- Born: July 24, 1896 New Orleans, Louisiana, US
- Died: May 20, 1990 (aged 93)
- Education: Yale University (PhD) University of Colorado (MS) Tulane University (BA)
- Occupations: Physician, dean, educator

= Marion Spencer Fay =

American physician and academic administrator (1896–1990)

Marion Spencer Fay (July 24, 1896 – May 20, 1990) was an American physician, dean, teacher, and advocate. She served as president and dean of the Woman's Medical College of Pennsylvania in Philadelphia from 1946 to 1963.

== Biography ==
Born in New Orleans in 1896, Fay earned a bachelor of arts degree from Newcomb College of Tulane University in 1915, a master's degree from the University of Colorado in 1922, and a PhD in physiological chemistry from Yale University. In 1925, she began teaching at the University of Texas. In 1935, she became a professor of physiological chemistry at the Woman’s Medical College of Pennsylvania.
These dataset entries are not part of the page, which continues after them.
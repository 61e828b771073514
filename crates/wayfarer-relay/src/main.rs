//! Relay server binary.
//!
//! 1. Initialize structured logging (tracing)
//! 2. Load configuration from the environment
//! 3. Build shared state with the logging contact notifier
//! 4. Serve until Ctrl-C

use std::sync::Arc;

use tracing::{error, info};
use tracing_subscriber::EnvFilter;
use wayfarer_relay::{AppState, LogNotifier, RelayConfig, start_server};

#[tokio::main]
async fn main() -> Result<(), Box<dyn std::error::Error>> {
    tracing_subscriber::fmt()
        .with_env_filter(
            EnvFilter::try_from_default_env().unwrap_or_else(|_| EnvFilter::new("info")),
        )
        .with_target(true)
        .init();

    info!("wayfarer-relay starting");

    let config = RelayConfig::from_env()?;
    info!(
        host = %config.server.host,
        port = config.server.port,
        broadcast_capacity = config.broadcast_capacity,
        "Configuration loaded"
    );

    let state = Arc::new(AppState::with_notifier(
        config.broadcast_capacity,
        Arc::new(LogNotifier),
    ));

    if let Err(e) = start_server(&config.server, state).await {
        error!(error = %e, "relay server exited with error");
        return Err(e.into());
    }

    info!("wayfarer-relay stopped");
    Ok(())
}
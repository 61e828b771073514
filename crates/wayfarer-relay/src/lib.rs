//! Realtime relay server for Wayfarer.
//!
//! An Axum HTTP server exposing:
//!
//! - **`WebSocket` endpoint** (`/ws/location`) that fans location updates
//!   out to every other connected participant via
//!   [`tokio::sync::broadcast`], sends the current roster on join and
//!   announces departures
//! - **Emergency endpoint** (`POST /api/emergency`) that notifies a user's
//!   contacts and reports per-contact delivery
//! - **REST introspection** (`/api/status`, `/api/participants`)
//!
//! The relay is stateless beyond the live roster: nothing is persisted and
//! a restart forgets every participant.

pub mod config;
pub mod emergency;
pub mod error;
pub mod handlers;
pub mod router;
pub mod server;
pub mod state;
pub mod ws;

pub use config::RelayConfig;
pub use emergency::{ContactNotifier, LogNotifier, Notice};
pub use error::RelayError;
pub use router::build_router;
pub use server::{ServerConfig, ServerError, bind, serve, start_server};
pub use state::AppState;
Fay served as acting dean in 1943 and succeeded Margaret Craighill as dean of the College in 1946.

In 1959, Fay became president and dean of the College, the only woman in the United States to serve in this dual role at a medical school. She oversaw the teaching hospital, medical school, and nursing school, including more than one hundred faculty and staff. The college expanded significantly during her tenure. After retiring in 1963, she returned to serve as acting president in 1970.

Fay died on May 20, 1990, at the age of 93.

== Legacy ==
Drexel University issues the annual Marion Spencer Fay Award to a woman physician or scientist "who has made an exceptionally significant contribution to health care" and "who exhibits significant future potential." The National Board for Women in Medicine established the award in Fay's honor in 1963. Past honorees included Julie Overbaugh, Nina F. Schor, and Reshma Jagsi.